小さなアクアの頭を、強引に引き寄せる様に唇を合わせたカズマの背中に、観念したかの様にゆっくりと手が回され、キスの激しさに比例して、その手に力が込められていく。


「ん……ん……カズ…マ……さ……ぁっ」


唇が生き物の様に、白い首筋から胸に這い降りていくに連れて、涙声に混じったアクアの銀鈴の声が、艶をおびてくる。
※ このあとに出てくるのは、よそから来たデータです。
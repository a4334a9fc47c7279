//! Queue and redrive settings
//!
//! The broker owns redelivery: a message not acknowledged within the
//! visibility timeout is delivered again, and after `max_receive_count`
//! receives it moves to the dead-letter queue. These values describe how the
//! queues must be provisioned; application code never counts attempts.

use serde::{Deserialize, Serialize};
use std::collections::BTreeMap;
use std::env;
use std::time::Duration;

/// Default visibility timeout (5 minutes).
pub const DEFAULT_VISIBILITY_TIMEOUT_SECS: u64 = 300;

/// Default receives before a message is dead-lettered.
pub const DEFAULT_MAX_RECEIVE_COUNT: u32 = 3;

/// Default dead-letter retention (14 days).
pub const DEFAULT_DEAD_LETTER_RETENTION_SECS: u64 = 1_209_600;

/// Default long-poll wait for consumers.
pub const DEFAULT_RECEIVE_WAIT_SECS: i32 = 10;

/// Largest message body plus attributes the broker accepts (256 KiB).
pub const MAX_MESSAGE_BYTES: usize = 256 * 1024;

/// Redelivery bounds enforced by the broker
#[derive(Debug, Clone, Copy, PartialEq, Eq, Serialize, Deserialize)]
pub struct RedriveSettings {
    pub visibility_timeout: Duration,
    pub max_receive_count: u32,
    pub dead_letter_retention: Duration,
}

impl Default for RedriveSettings {
    fn default() -> Self {
        Self {
            visibility_timeout: Duration::from_secs(DEFAULT_VISIBILITY_TIMEOUT_SECS),
            max_receive_count: DEFAULT_MAX_RECEIVE_COUNT,
            dead_letter_retention: Duration::from_secs(DEFAULT_DEAD_LETTER_RETENTION_SECS),
        }
    }
}

/// `RedrivePolicy` attribute of the primary queue
#[derive(Debug, Clone, PartialEq, Eq, Serialize, Deserialize)]
#[serde(rename_all = "camelCase")]
pub struct RedrivePolicy {
    pub dead_letter_target_arn: String,
    pub max_receive_count: u32,
}

/// Queue client configuration
#[derive(Debug, Clone, PartialEq, Eq, Serialize, Deserialize)]
pub struct QueueConfig {
    pub queue_url: String,
    pub dead_letter_queue_arn: Option<String>,
    /// Endpoint override for SQS-compatible services such as ElasticMQ
    pub endpoint: Option<String>,
    pub receive_wait_secs: i32,
    pub redrive: RedriveSettings,
}

impl QueueConfig {
    pub fn new(queue_url: impl Into<String>) -> Self {
        Self {
            queue_url: queue_url.into(),
            dead_letter_queue_arn: None,
            endpoint: None,
            receive_wait_secs: DEFAULT_RECEIVE_WAIT_SECS,
            redrive: RedriveSettings::default(),
        }
    }

    /// Load from `GIC_QUEUE_*` variables. `GIC_QUEUE_URL` is required.
    pub fn from_env() -> anyhow::Result<Self> {
        let queue_url = env::var("GIC_QUEUE_URL")
            .map_err(|_| anyhow::anyhow!("GIC_QUEUE_URL must be set"))?;

        let defaults = RedriveSettings::default();

        Ok(Self {
            queue_url,
            dead_letter_queue_arn: env::var("GIC_DEAD_LETTER_QUEUE_ARN")
                .ok()
                .filter(|v| !v.is_empty()),
            endpoint: env::var("SQS_ENDPOINT").ok().filter(|v| !v.is_empty()),
            receive_wait_secs: parse_env("GIC_QUEUE_RECEIVE_WAIT_SECS")
                .unwrap_or(DEFAULT_RECEIVE_WAIT_SECS),
            redrive: RedriveSettings {
                visibility_timeout: parse_env("GIC_QUEUE_VISIBILITY_TIMEOUT_SECS")
                    .map(Duration::from_secs)
                    .unwrap_or(defaults.visibility_timeout),
                max_receive_count: parse_env("GIC_QUEUE_MAX_RECEIVE_COUNT")
                    .unwrap_or(defaults.max_receive_count),
                dead_letter_retention: parse_env("GIC_DEAD_LETTER_RETENTION_SECS")
                    .map(Duration::from_secs)
                    .unwrap_or(defaults.dead_letter_retention),
            },
        })
    }

    pub fn validate(&self) -> anyhow::Result<()> {
        if self.queue_url.trim().is_empty() {
            anyhow::bail!("Queue URL cannot be empty");
        }
        if self.redrive.max_receive_count == 0 {
            anyhow::bail!("Queue max_receive_count must be greater than 0");
        }
        // SQS limits: visibility 0..=12h, retention 60s..=14d, wait 0..=20s
        if self.redrive.visibility_timeout > Duration::from_secs(43_200) {
            anyhow::bail!("Queue visibility timeout cannot exceed 12 hours");
        }
        if self.redrive.dead_letter_retention > Duration::from_secs(DEFAULT_DEAD_LETTER_RETENTION_SECS)
            || self.redrive.dead_letter_retention < Duration::from_secs(60)
        {
            anyhow::bail!("Dead-letter retention must be between 60 seconds and 14 days");
        }
        if !(0..=20).contains(&self.receive_wait_secs) {
            anyhow::bail!("Queue receive wait must be between 0 and 20 seconds");
        }
        Ok(())
    }

    pub fn redrive_policy(&self) -> Option<RedrivePolicy> {
        self.dead_letter_queue_arn.as_ref().map(|arn| RedrivePolicy {
            dead_letter_target_arn: arn.clone(),
            max_receive_count: self.redrive.max_receive_count,
        })
    }

    /// Attributes the primary queue must be provisioned with.
    pub fn queue_attributes(&self) -> anyhow::Result<BTreeMap<String, String>> {
        let mut attributes = BTreeMap::new();
        attributes.insert(
            "VisibilityTimeout".to_string(),
            self.redrive.visibility_timeout.as_secs().to_string(),
        );
        if let Some(policy) = self.redrive_policy() {
            attributes.insert("RedrivePolicy".to_string(), serde_json::to_string(&policy)?);
        }
        Ok(attributes)
    }

    /// Attributes the dead-letter queue must be provisioned with.
    pub fn dead_letter_queue_attributes(&self) -> BTreeMap<String, String> {
        BTreeMap::from([(
            "MessageRetentionPeriod".to_string(),
            self.redrive.dead_letter_retention.as_secs().to_string(),
        )])
    }
}

fn parse_env<T: std::str::FromStr>(name: &str) -> Option<T> {
    env::var(name).ok().and_then(|v| v.parse().ok())
}

#[cfg(test)]
mod tests {
    use super::*;
    use serial_test::serial;

    const DLQ_ARN: &str = "arn:aws:sqs:us-east-1:123456789012:gic-ingest-dlq";

    #[test]
    fn test_defaults() {
        let config = QueueConfig::new("https://sqs.us-east-1.amazonaws.com/123456789012/gic-ingest");
        assert_eq!(config.redrive.visibility_timeout, Duration::from_secs(300));
        assert_eq!(config.redrive.max_receive_count, 3);
        assert_eq!(config.redrive.dead_letter_retention, Duration::from_secs(1_209_600));
        assert!(config.validate().is_ok());
    }

    #[test]
    fn test_queue_attributes_with_redrive() {
        let mut config = QueueConfig::new("https://example.com/queue");
        config.dead_letter_queue_arn = Some(DLQ_ARN.to_string());

        let attributes = config.queue_attributes().unwrap();
        assert_eq!(attributes["VisibilityTimeout"], "300");

        let policy: RedrivePolicy = serde_json::from_str(&attributes["RedrivePolicy"]).unwrap();
        assert_eq!(policy.dead_letter_target_arn, DLQ_ARN);
        assert_eq!(policy.max_receive_count, 3);
        assert!(attributes["RedrivePolicy"].contains("\"deadLetterTargetArn\""));
    }

    #[test]
    fn test_queue_attributes_without_dead_letter_queue() {
        let config = QueueConfig::new("https://example.com/queue");
        assert!(!config.queue_attributes().unwrap().contains_key("RedrivePolicy"));
    }

    #[test]
    fn test_dead_letter_queue_attributes() {
        let config = QueueConfig::new("https://example.com/queue");
        assert_eq!(
            config.dead_letter_queue_attributes()["MessageRetentionPeriod"],
            "1209600"
        );
    }

    #[test]
    fn test_validate_rejects_zero_receive_count() {
        let mut config = QueueConfig::new("https://example.com/queue");
        config.redrive.max_receive_count = 0;
        assert!(config.validate().is_err());
    }

    #[test]
    fn test_validate_rejects_long_retention() {
        let mut config = QueueConfig::new("https://example.com/queue");
        config.redrive.dead_letter_retention = Duration::from_secs(1_209_601);
        assert!(config.validate().is_err());
    }

    #[test]
    #[serial]
    fn test_from_env() {
        env::remove_var("GIC_QUEUE_URL");
        assert!(QueueConfig::from_env().is_err());

        env::set_var("GIC_QUEUE_URL", "https://example.com/queue");
        env::set_var("GIC_DEAD_LETTER_QUEUE_ARN", DLQ_ARN);
        env::set_var("GIC_QUEUE_MAX_RECEIVE_COUNT", "5");

        let config = QueueConfig::from_env().unwrap();
        assert_eq!(config.queue_url, "https://example.com/queue");
        assert_eq!(config.dead_letter_queue_arn.as_deref(), Some(DLQ_ARN));
        assert_eq!(config.redrive.max_receive_count, 5);
        assert_eq!(config.redrive.visibility_timeout, Duration::from_secs(300));

        env::remove_var("GIC_QUEUE_URL");
        env::remove_var("GIC_DEAD_LETTER_QUEUE_ARN");
        env::remove_var("GIC_QUEUE_MAX_RECEIVE_COUNT");
    }
}
//! GIC Ingest - run the ingestion transformer and inspect queues from the shell

use anyhow::{Context, Result};
use clap::Parser;
use gic_common::logging::{init_logging, LogConfig, LogLevel};
use gic_common::types::{IngestTrigger, IngestionSource};
use gic_server::{
    api::response::Envelope,
    aws,
    config::{AwsConfig, TimeoutConfig},
    features::ingest::{commands::ingest, routes::IngestBody},
    queue::{MessageQueue, QueueConfig, SqsQueue},
    storage::{config::StorageConfig, S3Storage},
};
use std::path::PathBuf;
use tracing::info;

#[derive(Parser, Debug)]
#[command(name = "gic-ingest")]
#[command(author, version, about = "GIC connector ingestion tool")]
struct Cli {
    #[command(subcommand)]
    command: Command,

    /// Verbose output
    #[arg(short, long)]
    verbose: bool,
}

#[derive(Parser, Debug)]
enum Command {
    /// Ingest one object by bucket and key
    Object {
        #[arg(short, long)]
        bucket: String,

        #[arg(short, long)]
        key: String,
    },

    /// Ingest every record of a storage notification read from a JSON file
    Event {
        /// Path to the notification JSON
        file: PathBuf,
    },

    /// Print the attributes the primary and dead-letter queues must carry
    QueueAttributes,

    /// Receive, print and acknowledge messages
    Drain {
        /// Queue to drain; defaults to GIC_QUEUE_URL
        #[arg(long)]
        queue_url: Option<String>,

        /// Stop after this many messages
        #[arg(short, long, default_value_t = 10)]
        max: usize,

        /// Print without acknowledging; messages become visible again
        #[arg(long)]
        keep: bool,
    },
}

#[tokio::main]
async fn main() -> Result<()> {
    dotenvy::dotenv().ok();
    let cli = Cli::parse();

    let log_level = if cli.verbose {
        LogLevel::Debug
    } else {
        LogLevel::Info
    };

    let log_config = LogConfig::for_component("gic-ingest")
        .with_level(log_level)
        .merge_env()?;

    let _log_guard = init_logging(&log_config)?;

    match cli.command {
        Command::Object { bucket, key } => {
            run_trigger(IngestTrigger::Direct(IngestionSource::new(bucket, key))).await
        },
        Command::Event { file } => {
            let raw = std::fs::read_to_string(&file)
                .with_context(|| format!("Failed to read {}", file.display()))?;
            run_trigger(IngestTrigger::from_json(&raw)?).await
        },
        Command::QueueAttributes => print_queue_attributes(),
        Command::Drain {
            queue_url,
            max,
            keep,
        } => drain(queue_url, max, keep).await,
    }
}

async fn run_trigger(trigger: IngestTrigger) -> Result<()> {
    let sdk_config = aws::load_sdk_config(&AwsConfig::from_env()).await;
    let queue_config = QueueConfig::from_env()?;
    queue_config.validate()?;

    let store = S3Storage::new(&sdk_config, &StorageConfig::from_env());
    let queue = SqsQueue::new(&sdk_config, &queue_config);
    let timeouts = TimeoutConfig::from_env();

    let outcomes = ingest::handle_trigger(&store, &queue, timeouts.ingest, &trigger).await?;

    let results: Vec<Envelope<IngestBody>> = outcomes.into_iter().map(Envelope::from).collect();
    let failed = results.iter().filter(|r| !r.status().is_success()).count();

    println!("{}", serde_json::to_string_pretty(&results)?);

    if failed > 0 {
        anyhow::bail!("{} of {} files failed to ingest", failed, results.len());
    }

    info!("Ingestion complete");
    Ok(())
}

fn print_queue_attributes() -> Result<()> {
    let queue_config = QueueConfig::from_env()?;
    queue_config.validate()?;

    let attributes = serde_json::json!({
        "queue": queue_config.queue_attributes()?,
        "dead_letter_queue": queue_config.dead_letter_queue_attributes(),
    });

    println!("{}", serde_json::to_string_pretty(&attributes)?);
    Ok(())
}

async fn drain(queue_url: Option<String>, max: usize, keep: bool) -> Result<()> {
    // Endpoint and wait settings still come from the environment when a URL is given.
    let queue_config = match QueueConfig::from_env() {
        Ok(config) => config,
        Err(e) => match queue_url.as_deref() {
            Some(url) => QueueConfig::new(url),
            None => return Err(e),
        },
    };
    queue_config.validate()?;

    let sdk_config = aws::load_sdk_config(&AwsConfig::from_env()).await;
    let queue = match queue_url {
        Some(url) => SqsQueue::new(&sdk_config, &queue_config).for_queue_url(url),
        None => SqsQueue::new(&sdk_config, &queue_config),
    };

    let mut drained = 0;
    while drained < max {
        let deliveries = queue.receive(max - drained).await?;
        if deliveries.is_empty() {
            break;
        }

        for delivery in deliveries {
            println!("{}", serde_json::to_string_pretty(&delivery)?);
            if !keep {
                queue.ack(&delivery.receipt_handle).await?;
            }
            drained += 1;
        }
    }

    info!(drained, queue_url = %queue.queue_url(), "Drain complete");
    Ok(())
}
カズマの唇は遠慮せず、どんどんアクアの美しい白肌を蹂躙した。

もはやアクアも漏れだす銀鈴を止めることなく、愛しい唇に身を委ねた。


しかし唇は突如、神々しい双丘の紅い突起を離れる。


「…アクア?」


快感の余韻に痺れ、肩で息をするアクアに言葉が投げかけられた。

かろうじて残る理性が口を突く。


「……はい…カズマ…さん…?」


カズマは、上気し紅く染まる絶世を正面に見やり、微笑んで言った。


「…お前、淋しかったんだよな?

俺がずっと忙しくて、お前に構ってやる暇なかったから、拗ねてただけだよな?

やっぱ俺が悪いよ。ほっといてごめん。」


アクアの瞳が涙で溢れた。

それは止めどなく、流れ出した。


「…カズマ……カズマ!!」


カズマは微笑んで、大事そうに大きなアクアのお腹を撫でて


「……こいつの為に、俺は誇れる父親になりたいんだ。

世界最強で、世界最愛のこの愛娘が、誰にも誇って自慢出来る父親になりたい。その為に、今は休んでることが出来ない。お前にもこんなに淋しい想いをさせちまってた。ほんと、ごめん。

でも、もうちょっとでかたちに出来そうなんだ。

めあねすの為に、俺が遺してやれる最大のもの。

だから、もうちょっとだけ、力いっぱいやらせて欲しい。」


アクアは泣きながら、女神らしく微笑んでうなずく


「…はい。カズマさんがやりたいことを精一杯やってください。

私は何処からでもずっと、あなたたちを見守っています。」


「大袈裟だな? そんなに離れたりしないぜ?

離れても王都に行くくらいだ。大丈夫だよ。」


アクアは少しだけ哀しそうに目を反らして、すぐに微笑んだ。


「はい。あなたを信じています。」


カズマはアクアの額に軽くキスしてから言った。


「愛してるよ。アクア。俺が必ずお前たちを守ってやる。」


アクアは目を閉じて、その言葉を噛みしめる様にうなずいてから、

愛しい勇者を抱きしめた。


「愛していますカズマ。今もこれからも。

いつまでもあなたを想い続けています。」



─それは、世界最強にして最愛の愛娘が、この世に生まれるほんの三ヶ月前の始末。


このあと

このふたりが身体を合わせることは、もう二度と無かった。